■ What is being asked: Begin with the line containing "import and export." and end with the last line of the data below; return those lines exactly, and only those.

[Stored data]
+++++

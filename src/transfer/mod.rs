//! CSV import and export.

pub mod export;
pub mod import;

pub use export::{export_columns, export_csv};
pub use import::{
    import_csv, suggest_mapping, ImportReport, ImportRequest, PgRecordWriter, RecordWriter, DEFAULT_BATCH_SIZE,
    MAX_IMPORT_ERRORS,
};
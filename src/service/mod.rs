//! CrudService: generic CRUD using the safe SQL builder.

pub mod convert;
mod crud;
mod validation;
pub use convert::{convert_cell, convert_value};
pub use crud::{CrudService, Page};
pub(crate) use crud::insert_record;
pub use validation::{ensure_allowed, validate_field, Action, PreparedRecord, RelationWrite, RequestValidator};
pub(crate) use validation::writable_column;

+++++

■ Your response:
//! CSV import and export.

pub mod export;
pub mod import;

pub use export::{export_columns, export_csv};
pub use import::{
    import_csv, suggest_mapping, ImportReport, ImportRequest, PgRecordWriter, RecordWriter, DEFAULT_BATCH_SIZE,
    MAX_IMPORT_ERRORS,
};
filename src/service/mod.rs
//! CrudService: generic CRUD using the safe SQL builder.

pub mod convert;
mod crud;
mod validation;
pub use convert::{convert_cell, convert_value};
pub use crud::{CrudService, Page};
pub(crate) use crud::insert_record;
pub use validation::{ensure_allowed, validate_field, Action, PreparedRecord, RelationWrite, RequestValidator};
pub(crate) use validation::writable_column;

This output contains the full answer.